MATERIAL SUPPLIED:
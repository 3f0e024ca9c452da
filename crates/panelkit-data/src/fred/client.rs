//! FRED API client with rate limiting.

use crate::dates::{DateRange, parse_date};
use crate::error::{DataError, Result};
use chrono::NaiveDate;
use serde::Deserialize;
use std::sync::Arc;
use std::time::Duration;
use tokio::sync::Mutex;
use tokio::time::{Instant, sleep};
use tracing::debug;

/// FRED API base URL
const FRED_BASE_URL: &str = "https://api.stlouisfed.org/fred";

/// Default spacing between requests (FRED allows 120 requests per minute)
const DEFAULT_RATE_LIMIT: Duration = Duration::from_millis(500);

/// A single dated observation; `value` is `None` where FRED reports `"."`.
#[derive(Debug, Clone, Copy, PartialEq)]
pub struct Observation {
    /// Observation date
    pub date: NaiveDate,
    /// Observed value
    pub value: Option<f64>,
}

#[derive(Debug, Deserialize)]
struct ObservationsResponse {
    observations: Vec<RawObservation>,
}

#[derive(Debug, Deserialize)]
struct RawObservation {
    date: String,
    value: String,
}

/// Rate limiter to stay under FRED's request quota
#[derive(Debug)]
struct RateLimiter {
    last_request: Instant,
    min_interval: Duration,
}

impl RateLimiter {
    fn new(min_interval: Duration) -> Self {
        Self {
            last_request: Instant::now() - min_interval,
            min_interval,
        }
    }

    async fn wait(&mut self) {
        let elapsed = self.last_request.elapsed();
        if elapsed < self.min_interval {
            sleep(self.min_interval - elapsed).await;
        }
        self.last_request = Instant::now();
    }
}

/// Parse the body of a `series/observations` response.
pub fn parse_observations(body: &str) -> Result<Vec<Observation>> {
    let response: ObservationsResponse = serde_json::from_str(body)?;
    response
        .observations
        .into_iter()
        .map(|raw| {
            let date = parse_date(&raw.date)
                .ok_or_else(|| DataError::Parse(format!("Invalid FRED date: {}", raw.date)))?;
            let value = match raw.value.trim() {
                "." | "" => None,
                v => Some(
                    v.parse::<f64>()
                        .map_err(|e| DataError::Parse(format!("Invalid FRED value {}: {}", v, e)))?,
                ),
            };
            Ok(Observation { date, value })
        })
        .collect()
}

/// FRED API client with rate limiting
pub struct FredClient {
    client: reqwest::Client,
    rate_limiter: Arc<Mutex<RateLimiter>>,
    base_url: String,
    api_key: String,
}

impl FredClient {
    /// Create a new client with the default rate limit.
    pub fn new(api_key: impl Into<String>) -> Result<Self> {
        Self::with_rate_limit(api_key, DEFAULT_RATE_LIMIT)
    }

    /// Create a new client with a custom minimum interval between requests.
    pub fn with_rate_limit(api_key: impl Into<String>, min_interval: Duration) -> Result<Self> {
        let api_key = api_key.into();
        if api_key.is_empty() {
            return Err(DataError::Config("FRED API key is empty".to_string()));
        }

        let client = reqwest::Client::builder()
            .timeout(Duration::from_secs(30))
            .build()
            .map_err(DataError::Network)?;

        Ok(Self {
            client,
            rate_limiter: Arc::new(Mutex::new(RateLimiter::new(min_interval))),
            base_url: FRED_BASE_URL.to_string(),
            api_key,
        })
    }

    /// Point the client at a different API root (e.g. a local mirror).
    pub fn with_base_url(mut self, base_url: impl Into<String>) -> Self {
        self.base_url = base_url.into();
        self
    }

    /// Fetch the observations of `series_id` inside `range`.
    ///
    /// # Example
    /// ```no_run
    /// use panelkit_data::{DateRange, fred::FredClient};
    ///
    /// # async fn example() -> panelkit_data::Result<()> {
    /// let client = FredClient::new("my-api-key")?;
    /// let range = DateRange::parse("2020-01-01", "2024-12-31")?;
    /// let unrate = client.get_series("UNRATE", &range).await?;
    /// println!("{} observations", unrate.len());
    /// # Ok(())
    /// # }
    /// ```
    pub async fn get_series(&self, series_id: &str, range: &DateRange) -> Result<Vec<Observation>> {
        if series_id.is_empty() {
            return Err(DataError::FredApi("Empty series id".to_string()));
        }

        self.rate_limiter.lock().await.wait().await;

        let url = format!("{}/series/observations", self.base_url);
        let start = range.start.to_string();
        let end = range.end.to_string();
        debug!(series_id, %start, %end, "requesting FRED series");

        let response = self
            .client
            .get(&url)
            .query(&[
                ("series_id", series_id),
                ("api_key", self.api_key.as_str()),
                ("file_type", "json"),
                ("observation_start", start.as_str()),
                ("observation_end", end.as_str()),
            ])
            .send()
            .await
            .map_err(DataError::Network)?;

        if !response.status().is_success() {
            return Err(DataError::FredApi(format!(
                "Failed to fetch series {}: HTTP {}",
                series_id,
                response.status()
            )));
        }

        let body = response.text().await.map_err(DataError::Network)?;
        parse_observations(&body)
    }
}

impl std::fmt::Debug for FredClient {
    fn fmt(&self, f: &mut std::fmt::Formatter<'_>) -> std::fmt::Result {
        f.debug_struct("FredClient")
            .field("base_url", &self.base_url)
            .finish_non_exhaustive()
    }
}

EXERCISE BRIEF: Retype each record. Keep every character as it is.

EXERCISE RESULT:
repository 3f0e024ca9c452da
filename crates/panelkit-data/src/fred/client.rs
//! FRED API client with rate limiting.

use crate::dates::{DateRange, parse_date};
use crate::error::{DataError, Result};
use chrono::NaiveDate;
use serde::Deserialize;
use std::sync::Arc;
use std::time::Duration;
use tokio::sync::Mutex;
use tokio::time::{Instant, sleep};
use tracing::debug;

/// FRED API base URL
const FRED_BASE_URL: &str = "https://api.stlouisfed.org/fred";

/// Default spacing between requests (FRED allows 120 requests per minute)
const DEFAULT_RATE_LIMIT: Duration = Duration::from_millis(500);

/// A single dated observation; `value` is `None` where FRED reports `"."`.
#[derive(Debug, Clone, Copy, PartialEq)]
pub struct Observation {
    /// Observation date
    pub date: NaiveDate,
    /// Observed value
    pub value: Option<f64>,
}

#[derive(Debug, Deserialize)]
struct ObservationsResponse {
    observations: Vec<RawObservation>,
}

#[derive(Debug, Deserialize)]
struct RawObservation {
    date: String,
    value: String,
}

/// Rate limiter to stay under FRED's request quota
#[derive(Debug)]
struct RateLimiter {
    last_request: Instant,
    min_interval: Duration,
}

impl RateLimiter {
    fn new(min_interval: Duration) -> Self {
        Self {
            last_request: Instant::now() - min_interval,
            min_interval,
        }
    }

    async fn wait(&mut self) {
        let elapsed = self.last_request.elapsed();
        if elapsed < self.min_interval {
            sleep(self.min_interval - elapsed).await;
        }
        self.last_request = Instant::now();
    }
}

/// Parse the body of a `series/observations` response.
pub fn parse_observations(body: &str) -> Result<Vec<Observation>> {
    let response: ObservationsResponse = serde_json::from_str(body)?;
    response
        .observations
        .into_iter()
        .map(|raw| {
            let date = parse_date(&raw.date)
                .ok_or_else(|| DataError::Parse(format!("Invalid FRED date: {}", raw.date)))?;
            let value = match raw.value.trim() {
                "." | "" => None,
                v => Some(
                    v.parse::<f64>()
                        .map_err(|e| DataError::Parse(format!("Invalid FRED value {}: {}", v, e)))?,
                ),
            };
            Ok(Observation { date, value })
        })
        .collect()
}

/// FRED API client with rate limiting
pub struct FredClient {
    client: reqwest::Client,
    rate_limiter: Arc<Mutex<RateLimiter>>,
    base_url: String,
    api_key: String,
}

impl FredClient {
    /// Create a new client with the default rate limit.
    pub fn new(api_key: impl Into<String>) -> Result<Self> {
        Self::with_rate_limit(api_key, DEFAULT_RATE_LIMIT)
    }

    /// Create a new client with a custom minimum interval between requests.
    pub fn with_rate_limit(api_key: impl Into<String>, min_interval: Duration) -> Result<Self> {
        let api_key = api_key.into();
        if api_key.is_empty() {
            return Err(DataError::Config("FRED API key is empty".to_string()));
        }

        let client = reqwest::Client::builder()
            .timeout(Duration::from_secs(30))
            .build()
            .map_err(DataError::Network)?;

        Ok(Self {
            client,
            rate_limiter: Arc::new(Mutex::new(RateLimiter::new(min_interval))),
            base_url: FRED_BASE_URL.to_string(),
            api_key,
        })
    }

    /// Point the client at a different API root (e.g. a local mirror).
    pub fn with_base_url(mut self, base_url: impl Into<String>) -> Self {
        self.base_url = base_url.into();
        self
    }

    /// Fetch the observations of `series_id` inside `range`.
    ///
    /// # Example
    /// ```no_run
    /// use panelkit_data::{DateRange, fred::FredClient};
    ///
    /// # async fn example() -> panelkit_data::Result<()> {
    /// let client = FredClient::new("my-api-key")?;
    /// let range = DateRange::parse("2020-01-01", "2024-12-31")?;
    /// let unrate = client.get_series("UNRATE", &range).await?;
    /// println!("{} observations", unrate.len());
    /// # Ok(())
    /// # }
    /// ```
    pub async fn get_series(&self, series_id: &str, range: &DateRange) -> Result<Vec<Observation>> {
        if series_id.is_empty() {
            return Err(DataError::FredApi("Empty series id".to_string()));
        }

        self.rate_limiter.lock().await.wait().await;

        let url = format!("{}/series/observations", self.base_url);
        let start = range.start.to_string();
        let end = range.end.to_string();
        debug!(series_id, %start, %end, "requesting FRED series");

        let response = self
            .client
            .get(&url)
            .query(&[
                ("series_id", series_id),
                ("api_key", self.api_key.as_str()),
                ("file_type", "json"),
                ("observation_start", start.as_str()),
                ("observation_end", end.as_str()),
            ])
            .send()
            .await
            .map_err(DataError::Network)?;

        if !response.status().is_success() {
            return Err(DataError::FredApi(format!(
                "Failed to fetch series {}: HTTP {}",
                series_id,
                response.status()
            )));
        }

        let body = response.text().await.map_err(DataError::Network)?;
        parse_observations(&body)
    }
}

impl std::fmt::Debug for FredClient {
    fn fmt(&self, f: &mut std::fmt::Formatter<'_>) -> std::fmt::Result {
        f.debug_struct("FredClient")
            .field("base_url", &self.base_url)
            .finish_non_exhaustive()
    }
}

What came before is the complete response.